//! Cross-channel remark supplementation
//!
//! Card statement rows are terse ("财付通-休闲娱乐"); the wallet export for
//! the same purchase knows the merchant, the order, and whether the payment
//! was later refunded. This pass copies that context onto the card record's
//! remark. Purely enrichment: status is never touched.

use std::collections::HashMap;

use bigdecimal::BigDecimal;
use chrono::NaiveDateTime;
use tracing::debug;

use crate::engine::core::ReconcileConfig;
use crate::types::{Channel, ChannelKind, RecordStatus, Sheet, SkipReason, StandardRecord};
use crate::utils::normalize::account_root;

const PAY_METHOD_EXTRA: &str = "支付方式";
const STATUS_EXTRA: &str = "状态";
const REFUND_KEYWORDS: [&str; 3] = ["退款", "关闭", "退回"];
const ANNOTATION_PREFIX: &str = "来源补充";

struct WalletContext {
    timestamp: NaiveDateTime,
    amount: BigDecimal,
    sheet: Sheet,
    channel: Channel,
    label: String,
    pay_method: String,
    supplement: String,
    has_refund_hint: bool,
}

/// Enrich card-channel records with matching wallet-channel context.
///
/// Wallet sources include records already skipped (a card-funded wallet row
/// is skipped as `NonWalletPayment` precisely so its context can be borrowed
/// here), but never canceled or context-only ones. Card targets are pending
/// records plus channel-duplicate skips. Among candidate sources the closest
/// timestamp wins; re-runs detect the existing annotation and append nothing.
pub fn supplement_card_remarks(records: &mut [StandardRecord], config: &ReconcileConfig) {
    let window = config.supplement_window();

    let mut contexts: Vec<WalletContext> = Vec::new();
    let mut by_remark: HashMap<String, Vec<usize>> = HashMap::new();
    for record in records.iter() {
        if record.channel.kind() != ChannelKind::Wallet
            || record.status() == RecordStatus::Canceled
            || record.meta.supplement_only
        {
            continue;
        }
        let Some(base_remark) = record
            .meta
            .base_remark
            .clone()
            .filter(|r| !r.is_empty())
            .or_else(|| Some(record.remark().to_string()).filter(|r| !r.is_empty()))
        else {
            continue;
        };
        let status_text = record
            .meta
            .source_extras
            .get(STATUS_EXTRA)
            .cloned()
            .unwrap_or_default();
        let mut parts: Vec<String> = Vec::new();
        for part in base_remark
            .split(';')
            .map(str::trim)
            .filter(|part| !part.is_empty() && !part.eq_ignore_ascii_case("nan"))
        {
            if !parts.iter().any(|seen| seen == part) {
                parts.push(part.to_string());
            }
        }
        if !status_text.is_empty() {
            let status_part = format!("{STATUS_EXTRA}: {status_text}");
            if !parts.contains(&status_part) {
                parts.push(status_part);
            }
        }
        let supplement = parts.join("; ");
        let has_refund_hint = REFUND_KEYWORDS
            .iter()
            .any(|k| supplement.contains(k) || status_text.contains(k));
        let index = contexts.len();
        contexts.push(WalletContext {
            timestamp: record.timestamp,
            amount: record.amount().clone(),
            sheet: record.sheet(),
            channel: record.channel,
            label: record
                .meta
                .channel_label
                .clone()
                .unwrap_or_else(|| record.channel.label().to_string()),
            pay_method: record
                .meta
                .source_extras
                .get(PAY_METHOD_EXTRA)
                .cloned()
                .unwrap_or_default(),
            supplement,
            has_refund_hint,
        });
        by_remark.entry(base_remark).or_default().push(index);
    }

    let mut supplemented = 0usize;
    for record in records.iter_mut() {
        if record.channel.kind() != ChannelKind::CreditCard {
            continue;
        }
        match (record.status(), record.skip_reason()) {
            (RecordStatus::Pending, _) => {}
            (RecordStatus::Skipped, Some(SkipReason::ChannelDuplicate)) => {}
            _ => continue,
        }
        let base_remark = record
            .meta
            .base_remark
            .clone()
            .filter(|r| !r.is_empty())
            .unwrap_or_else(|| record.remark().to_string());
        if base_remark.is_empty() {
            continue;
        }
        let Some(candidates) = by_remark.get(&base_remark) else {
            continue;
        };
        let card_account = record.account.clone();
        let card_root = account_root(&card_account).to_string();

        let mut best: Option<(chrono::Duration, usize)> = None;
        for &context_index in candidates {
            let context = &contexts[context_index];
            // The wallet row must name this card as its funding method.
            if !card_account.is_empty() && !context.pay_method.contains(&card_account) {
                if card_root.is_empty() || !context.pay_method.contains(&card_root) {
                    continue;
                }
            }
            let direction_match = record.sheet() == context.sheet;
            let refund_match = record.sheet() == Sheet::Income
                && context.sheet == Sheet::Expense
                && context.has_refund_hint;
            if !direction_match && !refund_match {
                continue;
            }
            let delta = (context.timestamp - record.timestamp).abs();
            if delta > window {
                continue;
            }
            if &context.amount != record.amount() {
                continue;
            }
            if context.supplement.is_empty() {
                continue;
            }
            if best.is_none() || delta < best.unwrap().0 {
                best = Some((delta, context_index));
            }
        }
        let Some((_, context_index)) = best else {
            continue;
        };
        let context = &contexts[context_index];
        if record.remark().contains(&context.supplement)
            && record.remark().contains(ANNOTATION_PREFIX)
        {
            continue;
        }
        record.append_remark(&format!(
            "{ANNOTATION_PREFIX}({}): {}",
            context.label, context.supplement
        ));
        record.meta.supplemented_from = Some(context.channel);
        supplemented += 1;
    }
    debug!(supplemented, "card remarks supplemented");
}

::::

- EXERCISE BRIEF:
Transcribe, with no changes, the listing above from its first line through the line with "let mut contexts: Vec<WalletContext>", including that line, and stop once it is done.

- RESULT:
//! Cross-channel remark supplementation
//!
//! Card statement rows are terse ("财付通-休闲娱乐"); the wallet export for
//! the same purchase knows the merchant, the order, and whether the payment
//! was later refunded. This pass copies that context onto the card record's
//! remark. Purely enrichment: status is never touched.

use std::collections::HashMap;

use bigdecimal::BigDecimal;
use chrono::NaiveDateTime;
use tracing::debug;

use crate::engine::core::ReconcileConfig;
use crate::types::{Channel, ChannelKind, RecordStatus, Sheet, SkipReason, StandardRecord};
use crate::utils::normalize::account_root;

const PAY_METHOD_EXTRA: &str = "支付方式";
const STATUS_EXTRA: &str = "状态";
const REFUND_KEYWORDS: [&str; 3] = ["退款", "关闭", "退回"];
const ANNOTATION_PREFIX: &str = "来源补充";

struct WalletContext {
    timestamp: NaiveDateTime,
    amount: BigDecimal,
    sheet: Sheet,
    channel: Channel,
    label: String,
    pay_method: String,
    supplement: String,
    has_refund_hint: bool,
}

/// Enrich card-channel records with matching wallet-channel context.
///
/// Wallet sources include records already skipped (a card-funded wallet row
/// is skipped as `NonWalletPayment` precisely so its context can be borrowed
/// here), but never canceled or context-only ones. Card targets are pending
/// records plus channel-duplicate skips. Among candidate sources the closest
/// timestamp wins; re-runs detect the existing annotation and append nothing.
pub fn supplement_card_remarks(records: &mut [StandardRecord], config: &ReconcileConfig) {
    let window = config.supplement_window();

    let mut contexts: Vec<WalletContext> = Vec::new();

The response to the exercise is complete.